-- Work order --
Taking the first line of the listing as the start and the line containing "types for optrade-core." as the end, reproduce everything in between exactly, both ends included.
___ Information provided ___
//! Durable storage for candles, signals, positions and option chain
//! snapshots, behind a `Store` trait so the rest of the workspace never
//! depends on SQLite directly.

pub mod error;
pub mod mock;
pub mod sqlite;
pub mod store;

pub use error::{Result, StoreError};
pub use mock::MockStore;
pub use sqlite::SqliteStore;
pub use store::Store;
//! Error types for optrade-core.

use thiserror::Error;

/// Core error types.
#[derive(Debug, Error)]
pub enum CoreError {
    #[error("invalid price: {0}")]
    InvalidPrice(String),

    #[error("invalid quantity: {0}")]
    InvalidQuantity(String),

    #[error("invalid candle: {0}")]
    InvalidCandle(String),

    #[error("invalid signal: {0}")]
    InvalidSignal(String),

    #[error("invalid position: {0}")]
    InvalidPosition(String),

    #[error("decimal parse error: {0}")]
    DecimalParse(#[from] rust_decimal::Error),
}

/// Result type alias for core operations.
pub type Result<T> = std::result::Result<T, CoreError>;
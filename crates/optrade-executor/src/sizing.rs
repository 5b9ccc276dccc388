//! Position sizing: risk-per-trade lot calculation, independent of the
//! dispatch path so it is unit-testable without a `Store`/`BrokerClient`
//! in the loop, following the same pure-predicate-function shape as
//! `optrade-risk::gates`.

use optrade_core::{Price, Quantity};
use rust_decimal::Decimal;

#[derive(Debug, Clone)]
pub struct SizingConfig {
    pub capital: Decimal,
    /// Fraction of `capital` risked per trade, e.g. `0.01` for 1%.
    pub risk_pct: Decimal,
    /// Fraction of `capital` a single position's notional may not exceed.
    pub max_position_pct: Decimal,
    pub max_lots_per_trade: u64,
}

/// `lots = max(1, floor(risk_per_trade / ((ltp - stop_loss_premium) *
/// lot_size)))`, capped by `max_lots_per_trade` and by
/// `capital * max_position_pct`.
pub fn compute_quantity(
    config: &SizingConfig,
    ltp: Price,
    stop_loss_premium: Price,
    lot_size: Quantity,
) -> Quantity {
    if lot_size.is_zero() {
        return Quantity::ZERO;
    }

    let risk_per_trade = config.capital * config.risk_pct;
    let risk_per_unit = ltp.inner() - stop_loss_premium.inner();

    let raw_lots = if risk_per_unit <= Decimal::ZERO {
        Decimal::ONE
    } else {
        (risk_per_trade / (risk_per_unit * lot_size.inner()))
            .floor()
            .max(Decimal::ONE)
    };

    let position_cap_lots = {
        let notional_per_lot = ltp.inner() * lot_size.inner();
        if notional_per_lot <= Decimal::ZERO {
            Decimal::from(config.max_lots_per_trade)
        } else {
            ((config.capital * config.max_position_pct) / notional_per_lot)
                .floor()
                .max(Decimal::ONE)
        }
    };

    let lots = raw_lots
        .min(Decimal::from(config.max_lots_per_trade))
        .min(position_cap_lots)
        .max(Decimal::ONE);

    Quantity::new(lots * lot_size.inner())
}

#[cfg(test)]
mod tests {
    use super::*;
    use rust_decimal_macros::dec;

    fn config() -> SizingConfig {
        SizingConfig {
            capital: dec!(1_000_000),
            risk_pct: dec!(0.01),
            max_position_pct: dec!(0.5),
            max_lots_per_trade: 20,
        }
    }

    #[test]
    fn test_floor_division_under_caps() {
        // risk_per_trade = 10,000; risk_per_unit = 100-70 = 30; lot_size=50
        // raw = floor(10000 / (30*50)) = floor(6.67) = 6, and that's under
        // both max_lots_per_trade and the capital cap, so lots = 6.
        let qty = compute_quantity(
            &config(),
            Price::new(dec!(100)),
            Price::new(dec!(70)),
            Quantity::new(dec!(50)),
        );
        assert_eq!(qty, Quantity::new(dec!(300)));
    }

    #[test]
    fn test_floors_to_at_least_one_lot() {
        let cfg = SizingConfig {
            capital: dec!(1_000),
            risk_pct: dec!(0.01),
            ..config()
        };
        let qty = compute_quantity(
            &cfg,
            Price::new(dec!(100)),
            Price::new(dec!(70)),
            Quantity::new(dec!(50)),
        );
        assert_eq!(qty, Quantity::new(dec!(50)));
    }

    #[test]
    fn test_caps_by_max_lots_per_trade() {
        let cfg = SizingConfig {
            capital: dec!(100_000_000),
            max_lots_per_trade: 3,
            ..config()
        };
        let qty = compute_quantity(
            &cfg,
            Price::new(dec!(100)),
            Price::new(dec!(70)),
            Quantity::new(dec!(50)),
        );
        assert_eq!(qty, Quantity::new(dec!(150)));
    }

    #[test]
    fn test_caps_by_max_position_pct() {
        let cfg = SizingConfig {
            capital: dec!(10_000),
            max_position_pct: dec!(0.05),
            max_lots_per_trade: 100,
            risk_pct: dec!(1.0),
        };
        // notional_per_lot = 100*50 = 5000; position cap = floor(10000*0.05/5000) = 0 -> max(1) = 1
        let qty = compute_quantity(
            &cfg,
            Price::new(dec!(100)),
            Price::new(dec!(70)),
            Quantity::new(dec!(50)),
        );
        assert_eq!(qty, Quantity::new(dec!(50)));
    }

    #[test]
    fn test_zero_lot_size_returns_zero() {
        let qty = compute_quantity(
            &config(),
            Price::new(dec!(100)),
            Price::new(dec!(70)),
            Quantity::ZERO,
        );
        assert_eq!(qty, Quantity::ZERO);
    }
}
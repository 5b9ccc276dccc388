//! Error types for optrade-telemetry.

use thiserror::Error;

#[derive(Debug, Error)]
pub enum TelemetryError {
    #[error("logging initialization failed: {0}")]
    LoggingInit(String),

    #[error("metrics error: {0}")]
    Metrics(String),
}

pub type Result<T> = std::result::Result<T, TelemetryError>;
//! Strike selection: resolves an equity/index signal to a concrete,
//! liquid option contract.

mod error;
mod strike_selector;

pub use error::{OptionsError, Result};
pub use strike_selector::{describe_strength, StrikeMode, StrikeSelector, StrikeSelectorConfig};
___
-- Response area --
//! Durable storage for candles, signals, positions and option chain
//! snapshots, behind a `Store` trait so the rest of the workspace never
//! depends on SQLite directly.

pub mod error;
pub mod mock;
pub mod sqlite;
pub mod store;

pub use error::{Result, StoreError};
pub use mock::MockStore;
pub use sqlite::SqliteStore;
pub use store::Store;
//! Error types for optrade-core.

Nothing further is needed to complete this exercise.